Upon further research and years of our own learning at Doglando, we understand the information we have been following is quite vague and misleading.
Historically, 8 weeks of age was determined to be the best and most appropriate time in a puppy’s development for imprinting – not socialization.
Back in the day, people who lived with dogs had them because their dogs functioned as a means by which they were able to do their jobs, including hunting, farming, ranching etc. So that the human-dog relationship could develop in a way that the dog viewed their human as everything they needed in life… their “life-source”. It was beneficial for people to get their puppies at a young age, so that their puppies could imprint – recognize as a parent and or object of habitual trust.
Today, our lifestyles have changed rapidly, and it’s probably more accurate to say that separating puppies from their mom and littermates at such a young age is inhumane in the absence of a human companion. Sadly, and it’s difficult to talk about this without deeply penetrating one’s feelings on this issue… our puppies are more likely to experience abandonment than companionship in today’s world.
Soon after bringing home a new puppy, he or she is left alone in their crate or some form of confinement, isolated from the world, and all its comforts, at a time they experience emotional fragility at the highest degree!
Doglando has been tracking human behavior and its effects on puppies for almost two decades. For new puppy parents, nothing will provide your puppy with the structure, support, nurture, and nature they need more than our developmentally-appropriate puppy programs, beginning with:
- Potty Training and Puppy Development: 8 to 12 weeks of age
- Puppy Preschool: 12 weeks to 5 months of age
- Pre-K9 Level 1 Puppy Training: 5 months
Three Key Strategies for Effective Socialization:
- Protect your puppy by reducing (and ideally, completely eliminating) stressful conditions. Dog daycares, dog parks, and even getting together with neighborhood dogs can be overbearing for puppies. The same goes for introducing your puppy to people. Engaging in social situations can be energy depleting. Protect your puppy’s experience by keeping it manageable for them.

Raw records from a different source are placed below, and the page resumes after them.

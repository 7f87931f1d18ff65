//! Server-sent event framing for streamed runs.
//!
//! Network chunks do not line up with event boundaries: one chunk may hold
//! several events and one event may span chunks. The decoder buffers partial
//! lines as raw bytes, so a UTF-8 sequence cut by a chunk boundary is only
//! decoded once its line is complete, and emits an event on every blank line.

/// One dispatched SSE event.
#[derive(Debug, Clone, PartialEq, Eq)]
pub struct SseMessage {
    /// Value of the `event:` field, if any.
    pub event: Option<String>,
    /// `data:` lines joined with `\n`.
    pub data: String,
}

#[derive(Debug, Default)]
pub struct SseDecoder {
    buffer: Vec<u8>,
    event: Option<String>,
    data: Vec<String>,
}

impl SseDecoder {
    pub fn new() -> Self {
        Self::default()
    }

    /// Feed raw bytes, returning every event completed by them.
    pub fn feed(&mut self, bytes: &[u8]) -> Vec<SseMessage> {
        self.buffer.extend_from_slice(bytes);

        let mut messages = Vec::new();
        while let Some(newline) = self.buffer.iter().position(|b| *b == b'\n') {
            let raw: Vec<u8> = self.buffer.drain(..=newline).collect();
            let line = String::from_utf8_lossy(&raw[..newline]);
            if let Some(message) = self.process_line(line.trim_end_matches('\r')) {
                messages.push(message);
            }
        }
        messages
    }

    /// Dispatch whatever is pending once the byte stream ended.
    pub fn flush(&mut self) -> Option<SseMessage> {
        let remaining = std::mem::take(&mut self.buffer);
        let remaining = String::from_utf8_lossy(&remaining);
        if !remaining.trim().is_empty() {
            self.process_line(remaining.trim_end_matches('\r'));
        }
        self.dispatch()
    }

    fn process_line(&mut self, line: &str) -> Option<SseMessage> {
        if line.is_empty() {
            return self.dispatch();
        }
        if line.starts_with(':') {
            return None;
        }

        let (field, value) = match line.split_once(':') {
            Some((field, value)) => (field, value.strip_prefix(' ').unwrap_or(value)),
            None => (line, ""),
        };
        match field {
            "event" => self.event = Some(value.to_string()),
            "data" => self.data.push(value.to_string()),
            // id and retry are not used by the assistants stream
            _ => {}
        }
        None
    }

    fn dispatch(&mut self) -> Option<SseMessage> {
        if self.data.is_empty() && self.event.is_none() {
            return None;
        }
        let message = SseMessage {
            event: self.event.take(),
            data: self.data.join("\n"),
        };
        self.data.clear();
        Some(message)
    }
}

#[cfg(test)]
mod tests {
    use super::*;

    #[test]
    fn test_single_event() {
        let mut decoder = SseDecoder::new();
        let messages = decoder.feed(b"event: thread.run.created\ndata: {\"id\":\"run_1\"}\n\n");
        assert_eq!(
            messages,
            vec![SseMessage {
                event: Some("thread.run.created".to_string()),
                data: "{\"id\":\"run_1\"}".to_string(),
            }]
        );
    }

    #[test]
    fn test_event_split_across_chunks() {
        let mut decoder = SseDecoder::new();
        assert!(decoder.feed(b"event: thread.message.delta\nda").is_empty());
        assert!(decoder.feed(b"ta: {\"a\":").is_empty());
        let messages = decoder.feed(b"1}\r\n\r\n");
        assert_eq!(messages.len(), 1);
        assert_eq!(messages[0].data, "{\"a\":1}");
    }

    #[test]
    fn test_codepoint_split_across_chunks() {
        let payload = "data: {\"v\":\"héllo\"}\n\n".as_bytes();
        let cut = payload.iter().position(|b| *b == 0xC3).unwrap() + 1;

        let mut decoder = SseDecoder::new();
        assert!(decoder.feed(&payload[..cut]).is_empty());
        let messages = decoder.feed(&payload[cut..]);
        assert_eq!(messages.len(), 1);
        assert_eq!(messages[0].data, "{\"v\":\"héllo\"}");
    }

    #[test]
    fn test_multiple_events_in_one_chunk() {
        let mut decoder = SseDecoder::new();
        let messages = decoder.feed(b"event: a\ndata: 1\n\nevent: b\ndata: 2\n\n: keepalive\n\n");
        let events: Vec<_> = messages.iter().map(|m| m.event.clone().unwrap()).collect();
        assert_eq!(events, vec!["a", "b"]);
    }

    #[test]
    fn test_multiline_data() {
        let mut decoder = SseDecoder::new();
        let messages = decoder.feed(b"data: first\ndata: second\n\n");
        assert_eq!(messages[0].data, "first\nsecond");
        assert!(messages[0].event.is_none());
    }

    #[test]
    fn test_flush_dispatches_unterminated_event() {
        let mut decoder = SseDecoder::new();
        assert!(decoder.feed(b"event: done\ndata: [DONE]").is_empty());
        let message = decoder.flush().unwrap();
        assert_eq!(message.event.as_deref(), Some("done"));
        assert_eq!(message.data, "[DONE]");
        assert!(decoder.flush().is_none());
    }
}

- Preserve the experience. These experiences should be rich and offer the puppy so much learning! More than dog-to-dog contact, you will find that a puppy will benefit more by having the company of other dogs to explore with and use their sense of smell, touch, sight, and hearing. Make social experiences a positive focus. Preserve their curiosity and desire to want to learn, and don’t push them beyond their readiness.
- Prevent behaviors related to fear, anxiety, and aggression by investing in your puppy’s learning by offering them your time, your guidance, and your support. You may not know how (and that’s where we can come in to help guide you), but know you have an important role to play in their development, from 8 week of age until 3 years of age… uninterrupted.

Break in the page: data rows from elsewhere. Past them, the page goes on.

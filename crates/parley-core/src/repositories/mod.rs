pub mod error;
pub mod in_memory_repository;
pub mod thread_json_repository;
pub mod thread_repository;

use std::future::Future;
use std::path::Path;
use std::pin::Pin;

pub use error::{RepositoryError, RepositoryResult};
pub use in_memory_repository::InMemoryThreadRepository;
pub use thread_json_repository::ThreadJsonRepository;
pub use thread_repository::{ThreadRepository, ThreadStoreData};

pub type BoxFuture<'a, T> = Pin<Box<dyn Future<Output = T> + Send + 'a>>;

/// Write to a sibling temp file, then rename over the target.
pub(crate) async fn write_json_atomically(path: &Path, json: String) -> RepositoryResult<()> {
    if let Some(parent) = path.parent() {
        tokio::fs::create_dir_all(parent).await?;
    }

    let temp_path = path.with_extension("json.tmp");
    tokio::fs::write(&temp_path, json).await?;
    tokio::fs::rename(&temp_path, path).await?;

    Ok(())
}
use std::collections::HashMap;
use std::hash::Hash;

use parking_lot::Mutex;

/// A mutex-guarded map whose read-modify-write helpers run under one lock
/// acquisition. Values are cloned out, so `V` is usually an `Arc` or small.
pub struct LockedMap<K, V> {
    inner: Mutex<HashMap<K, V>>,
}

impl<K, V> Default for LockedMap<K, V> {
    fn default() -> Self {
        Self {
            inner: Mutex::new(HashMap::new()),
        }
    }
}

impl<K: Eq + Hash + Clone, V: Clone> LockedMap<K, V> {
    pub fn new() -> Self {
        Self::default()
    }

    pub fn get(&self, key: &K) -> Option<V> {
        self.inner.lock().get(key).cloned()
    }

    pub fn contains_key(&self, key: &K) -> bool {
        self.inner.lock().contains_key(key)
    }

    pub fn insert(&self, key: K, value: V) -> Option<V> {
        self.inner.lock().insert(key, value)
    }

    /// Insert only if absent. Returns `false` when the key was taken.
    pub fn try_insert(&self, key: K, value: V) -> bool {
        let mut map = self.inner.lock();
        if map.contains_key(&key) {
            return false;
        }
        map.insert(key, value);
        true
    }

    pub fn remove(&self, key: &K) -> Option<V> {
        self.inner.lock().remove(key)
    }

    /// Atomic lookup-or-create: `create` runs at most once per absent key.
    pub fn compute_if_absent(&self, key: K, create: impl FnOnce() -> V) -> V {
        self.inner.lock().entry(key).or_insert_with(create).clone()
    }

    /// Mutate an existing entry in place.
    pub fn update<R>(&self, key: &K, f: impl FnOnce(&mut V) -> R) -> Option<R> {
        self.inner.lock().get_mut(key).map(f)
    }

    pub fn keys(&self) -> Vec<K> {
        self.inner.lock().keys().cloned().collect()
    }

    pub fn values(&self) -> Vec<V> {
        self.inner.lock().values().cloned().collect()
    }

    pub fn len(&self) -> usize {
        self.inner.lock().len()
    }

    pub fn is_empty(&self) -> bool {
        self.inner.lock().is_empty()
    }
}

Doglando’s puppy programs are highly-effective because we understand that puppies develop over time, and we use that time specifically from 8 weeks to 3 years of age in a strategic way, so that you will have a confident, highly apt, social, dependable, and trustworthy canine companion for life.
Teena Patel is a Certified Dog Trainer and Behavioral Counselor who works with pet owners and owners of doggy daycares to bring her philosophy of Enrichment to the canine population. After almost two decades of successful dog training under her belt, Teena has done away with the standard doggy daycare “warehousing” of animals in kennels and runs. In place of an industrial model, she focuses on what is right for the dogs as living beings, providing experiences that improve and enhance their behavioral health. Coupled with a program of careful training, the Doglando experience results in companion dogs who are better-behaved, better integrated into their families, and above all, much happier. True to her passion, Teena Patel gives dogs the freedom “to be dogs”.